YOUR TASK: Find the lines in these entries that include the word "must" and state how many there are, with no other words.

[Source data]
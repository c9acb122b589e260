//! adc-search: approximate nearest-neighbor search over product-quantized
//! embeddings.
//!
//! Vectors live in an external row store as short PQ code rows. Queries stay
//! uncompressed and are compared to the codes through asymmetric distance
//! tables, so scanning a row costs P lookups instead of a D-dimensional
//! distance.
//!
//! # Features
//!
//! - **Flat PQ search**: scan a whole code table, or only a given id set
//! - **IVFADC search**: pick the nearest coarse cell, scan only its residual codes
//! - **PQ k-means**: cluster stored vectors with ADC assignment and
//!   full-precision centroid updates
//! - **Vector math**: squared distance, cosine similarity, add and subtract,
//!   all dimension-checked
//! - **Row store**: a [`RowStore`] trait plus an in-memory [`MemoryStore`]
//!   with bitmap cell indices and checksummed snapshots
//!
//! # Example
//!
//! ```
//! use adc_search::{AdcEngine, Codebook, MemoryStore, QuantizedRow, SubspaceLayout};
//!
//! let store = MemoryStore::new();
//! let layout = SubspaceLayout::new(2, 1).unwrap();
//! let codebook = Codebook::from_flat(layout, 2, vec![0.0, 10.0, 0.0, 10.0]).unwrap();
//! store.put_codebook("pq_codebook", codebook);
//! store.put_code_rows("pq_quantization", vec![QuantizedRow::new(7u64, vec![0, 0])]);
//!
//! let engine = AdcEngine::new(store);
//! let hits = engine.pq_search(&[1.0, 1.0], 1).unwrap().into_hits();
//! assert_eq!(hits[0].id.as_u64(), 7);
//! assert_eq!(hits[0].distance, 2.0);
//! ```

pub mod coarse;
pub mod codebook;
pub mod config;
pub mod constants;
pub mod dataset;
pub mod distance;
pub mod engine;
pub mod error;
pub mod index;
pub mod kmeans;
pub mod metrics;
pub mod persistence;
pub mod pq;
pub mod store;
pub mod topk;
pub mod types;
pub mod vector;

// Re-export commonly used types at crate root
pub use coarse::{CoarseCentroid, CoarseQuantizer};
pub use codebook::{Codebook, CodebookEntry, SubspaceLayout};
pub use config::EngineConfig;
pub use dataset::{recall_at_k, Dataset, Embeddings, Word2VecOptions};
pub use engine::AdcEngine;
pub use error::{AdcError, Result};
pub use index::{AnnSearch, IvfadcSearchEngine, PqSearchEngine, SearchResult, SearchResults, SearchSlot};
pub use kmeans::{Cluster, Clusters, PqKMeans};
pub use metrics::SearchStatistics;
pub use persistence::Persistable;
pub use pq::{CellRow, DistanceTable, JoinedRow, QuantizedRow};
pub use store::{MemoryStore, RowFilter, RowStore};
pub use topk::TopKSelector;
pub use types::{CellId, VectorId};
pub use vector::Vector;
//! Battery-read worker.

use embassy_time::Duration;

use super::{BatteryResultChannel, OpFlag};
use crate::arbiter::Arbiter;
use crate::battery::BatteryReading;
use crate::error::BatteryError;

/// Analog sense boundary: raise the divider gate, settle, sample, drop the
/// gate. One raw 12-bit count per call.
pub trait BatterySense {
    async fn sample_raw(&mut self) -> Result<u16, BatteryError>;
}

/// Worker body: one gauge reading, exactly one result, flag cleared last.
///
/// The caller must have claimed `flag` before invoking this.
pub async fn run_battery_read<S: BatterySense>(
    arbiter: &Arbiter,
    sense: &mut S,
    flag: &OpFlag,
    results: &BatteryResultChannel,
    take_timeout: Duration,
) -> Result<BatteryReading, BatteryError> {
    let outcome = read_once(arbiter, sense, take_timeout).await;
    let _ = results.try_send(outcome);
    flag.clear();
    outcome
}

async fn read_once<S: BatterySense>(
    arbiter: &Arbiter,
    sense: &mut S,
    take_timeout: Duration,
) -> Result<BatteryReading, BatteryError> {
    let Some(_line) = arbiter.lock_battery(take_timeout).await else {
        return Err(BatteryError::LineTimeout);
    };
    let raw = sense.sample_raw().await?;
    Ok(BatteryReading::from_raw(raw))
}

...

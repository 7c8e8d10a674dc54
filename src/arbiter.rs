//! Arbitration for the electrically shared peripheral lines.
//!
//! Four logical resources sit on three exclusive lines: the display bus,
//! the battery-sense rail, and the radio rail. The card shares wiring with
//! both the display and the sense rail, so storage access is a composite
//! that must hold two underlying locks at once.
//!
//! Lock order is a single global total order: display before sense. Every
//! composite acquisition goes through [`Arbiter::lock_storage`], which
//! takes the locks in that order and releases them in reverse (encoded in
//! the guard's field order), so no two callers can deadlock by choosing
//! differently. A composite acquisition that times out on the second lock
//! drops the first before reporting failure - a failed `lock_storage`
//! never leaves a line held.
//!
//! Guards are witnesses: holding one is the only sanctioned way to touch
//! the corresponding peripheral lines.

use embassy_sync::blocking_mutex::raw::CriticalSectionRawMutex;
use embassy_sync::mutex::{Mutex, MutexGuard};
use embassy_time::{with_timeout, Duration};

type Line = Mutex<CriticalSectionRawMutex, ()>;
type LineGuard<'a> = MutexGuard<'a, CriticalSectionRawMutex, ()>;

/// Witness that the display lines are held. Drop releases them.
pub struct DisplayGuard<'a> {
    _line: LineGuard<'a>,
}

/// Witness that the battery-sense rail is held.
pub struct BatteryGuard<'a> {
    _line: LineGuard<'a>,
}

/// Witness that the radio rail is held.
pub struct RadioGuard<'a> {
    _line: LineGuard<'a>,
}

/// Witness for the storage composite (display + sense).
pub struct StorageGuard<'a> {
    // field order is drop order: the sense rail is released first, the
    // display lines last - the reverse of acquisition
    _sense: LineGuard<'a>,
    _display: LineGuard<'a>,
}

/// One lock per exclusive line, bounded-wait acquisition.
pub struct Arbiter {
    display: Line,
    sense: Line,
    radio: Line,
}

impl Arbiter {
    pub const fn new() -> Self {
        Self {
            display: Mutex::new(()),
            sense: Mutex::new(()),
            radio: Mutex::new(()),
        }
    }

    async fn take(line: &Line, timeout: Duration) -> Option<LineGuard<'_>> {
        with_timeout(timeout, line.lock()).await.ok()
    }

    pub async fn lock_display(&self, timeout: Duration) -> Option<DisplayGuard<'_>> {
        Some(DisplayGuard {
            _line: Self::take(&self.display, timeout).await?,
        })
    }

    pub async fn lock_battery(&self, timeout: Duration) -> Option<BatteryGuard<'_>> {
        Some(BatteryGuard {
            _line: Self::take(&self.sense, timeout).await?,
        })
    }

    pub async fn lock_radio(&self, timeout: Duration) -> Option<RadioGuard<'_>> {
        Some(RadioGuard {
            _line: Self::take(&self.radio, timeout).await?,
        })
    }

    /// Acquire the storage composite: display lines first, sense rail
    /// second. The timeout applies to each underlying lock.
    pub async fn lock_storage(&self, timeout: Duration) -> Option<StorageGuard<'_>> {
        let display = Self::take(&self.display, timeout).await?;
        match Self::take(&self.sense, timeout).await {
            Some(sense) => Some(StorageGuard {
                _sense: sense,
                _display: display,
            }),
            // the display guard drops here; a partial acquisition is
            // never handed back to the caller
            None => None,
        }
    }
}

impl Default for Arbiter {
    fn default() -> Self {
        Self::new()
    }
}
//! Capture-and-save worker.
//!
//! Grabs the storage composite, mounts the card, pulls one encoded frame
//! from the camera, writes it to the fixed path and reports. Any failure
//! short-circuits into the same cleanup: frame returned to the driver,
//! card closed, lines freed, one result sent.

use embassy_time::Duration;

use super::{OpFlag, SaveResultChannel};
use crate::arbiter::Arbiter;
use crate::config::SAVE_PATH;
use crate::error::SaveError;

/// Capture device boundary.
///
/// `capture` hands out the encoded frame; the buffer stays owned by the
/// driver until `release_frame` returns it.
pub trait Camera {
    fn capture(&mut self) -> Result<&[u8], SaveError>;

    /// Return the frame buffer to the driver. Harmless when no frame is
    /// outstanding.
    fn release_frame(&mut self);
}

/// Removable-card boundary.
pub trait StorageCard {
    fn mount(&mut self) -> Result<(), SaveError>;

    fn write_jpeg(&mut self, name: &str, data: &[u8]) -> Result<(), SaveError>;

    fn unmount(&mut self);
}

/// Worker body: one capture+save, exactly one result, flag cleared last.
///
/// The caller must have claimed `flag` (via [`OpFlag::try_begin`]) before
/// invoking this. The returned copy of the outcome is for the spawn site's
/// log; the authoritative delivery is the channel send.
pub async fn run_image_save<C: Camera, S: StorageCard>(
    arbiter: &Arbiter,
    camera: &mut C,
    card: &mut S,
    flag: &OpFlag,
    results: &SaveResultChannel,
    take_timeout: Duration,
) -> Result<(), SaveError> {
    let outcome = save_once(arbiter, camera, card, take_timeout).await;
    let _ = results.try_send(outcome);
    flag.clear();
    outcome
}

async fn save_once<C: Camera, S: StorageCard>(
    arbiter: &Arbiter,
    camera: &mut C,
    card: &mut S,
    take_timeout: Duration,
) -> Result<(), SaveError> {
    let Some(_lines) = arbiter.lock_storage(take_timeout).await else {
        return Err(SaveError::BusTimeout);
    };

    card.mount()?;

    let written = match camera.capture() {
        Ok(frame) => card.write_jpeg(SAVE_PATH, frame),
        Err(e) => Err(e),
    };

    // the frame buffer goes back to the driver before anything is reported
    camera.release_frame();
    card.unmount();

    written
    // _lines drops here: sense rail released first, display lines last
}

ANSWER TO THIS TASK: 3